In the early 1960s the Second Vatican Council called for the revision of the Mass and other sacraments, and authorized their celebration in the “vernacular” language of the people. The idea was not to write something completely new in modern languages. Rather, the challenge was to return to some of the earlier and simpler forms of the ancient Roman Rite, and to make revisions in Latin texts using ancient sources, while at the same time adding some new compositions too. The result was the new Latin Missal and other liturgical books issued under Pope Paul VI in the late 1960s and early 1970s.

The next step in liturgical renewal was to translate these new books from Latin into modern languages. The English translations we are using today were done rather quickly, and while they have served us well, there has been a growing recognition that what we have leaves something to be desired when it comes to accuracy and beauty.

Fidelity to what the Latin actually says is very important, because the doctrine and spirituality reflected in the Latin constitute a pillar of Catholic unity. The greatest sign of this unity throughout the world is the Mass, and it is important that Catholics of every language be united in what they are praying at Mass. There is an old Latin saying lex orandi, lex credendi, which means that what you pray is what you believe.

Let me give you an example of how a proposed new translation is meant to recapture accuracy not just for its own sake, but also for doctrinal and spiritual reasons. I am referring to the revised translation of “et cum spiritu tuo” as “and with your spirit” instead of the current “and also with you.”

As one of the U.S. bishops working on the new translations writes: “Our current translation might seem more personal and friendly, but that’s the problem. The spirit referred to in the Latin is the spirit of Christ who comes to a priest when he is ordained, as St. Paul explained to Timothy. In other words, the people are saying in their response that Christ as head of the Church is the head of the liturgical assembly, no matter who the particular priest celebrant may be. That is a statement of faith, a statement distorted by transforming it into an exchange of personal greetings.”

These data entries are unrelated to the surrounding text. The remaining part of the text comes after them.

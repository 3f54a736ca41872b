use chrono::{DateTime, Utc};

use crate::{
    db_types::{ConnectorConfig, NewConnectorConfig, SyncStatus},
    traits::{OrderLedgerDatabase, OrderLedgerError},
};

/// Connector bookkeeping: registration, lookup, and per-run sync state.
#[derive(Clone)]
pub struct ConnectorApi<B> {
    db: B,
}

impl<B> ConnectorApi<B>
where B: OrderLedgerDatabase
{
    pub fn new(db: B) -> Self {
        Self { db }
    }

    pub async fn fetch_connector(&self, id: i64) -> Result<ConnectorConfig, OrderLedgerError> {
        self.db.fetch_connector(id).await?.ok_or(OrderLedgerError::ConnectorNotFound(id))
    }

    pub async fn connector_for_domain(&self, domain: &str) -> Result<Option<ConnectorConfig>, OrderLedgerError> {
        self.db.fetch_active_connector_for_domain(domain).await
    }

    pub async fn auto_import_connectors(&self) -> Result<Vec<ConnectorConfig>, OrderLedgerError> {
        self.db.fetch_auto_import_connectors().await
    }

    pub async fn register_connector(&self, connector: NewConnectorConfig) -> Result<ConnectorConfig, OrderLedgerError> {
        self.db.insert_connector(connector).await
    }

    pub async fn deactivate_connector(&self, id: i64) -> Result<(), OrderLedgerError> {
        self.db.deactivate_connector(id).await
    }

    pub async fn record_sync_result(&self, id: i64, status: SyncStatus, message: &str) -> Result<(), OrderLedgerError> {
        self.db.record_sync_result(id, status, message).await
    }

    pub async fn mark_import_complete(
        &self,
        id: i64,
        imported: i64,
        watermark: DateTime<Utc>,
    ) -> Result<(), OrderLedgerError> {
        self.db.mark_import_complete(id, imported, watermark).await
    }

    pub async fn order_count(&self, connector_id: i64) -> Result<i64, OrderLedgerError> {
        self.db.fetch_order_count(connector_id).await
    }
}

The language of public prayer also needs to be truly beautiful, noble, even poetic. So, for example, in the “Our Father” we use a good English word like “hallowed,” which is not part of our everyday speech, yet very appropriate for prayer. Many prayers, hymns, anthems and texts that are part of our religious and national heritage make use of language that is a cut above the way we ordinarily speak to one another. The goal of a new English translation of the Mass is not to sound like Shakespeare, but to use our language in a manner worthy of the Mass.

My Comments:
As I've said before, I did some research to make sure Norwalk was in Bishop Blair's diocese before finally deciding to move our family here.

Compare the piece by Bishop Blair above to the sort of crap that appears in (USCCB President) Bishop Skylstad's diocesan newspaper, which Dale Price nicely fisks here.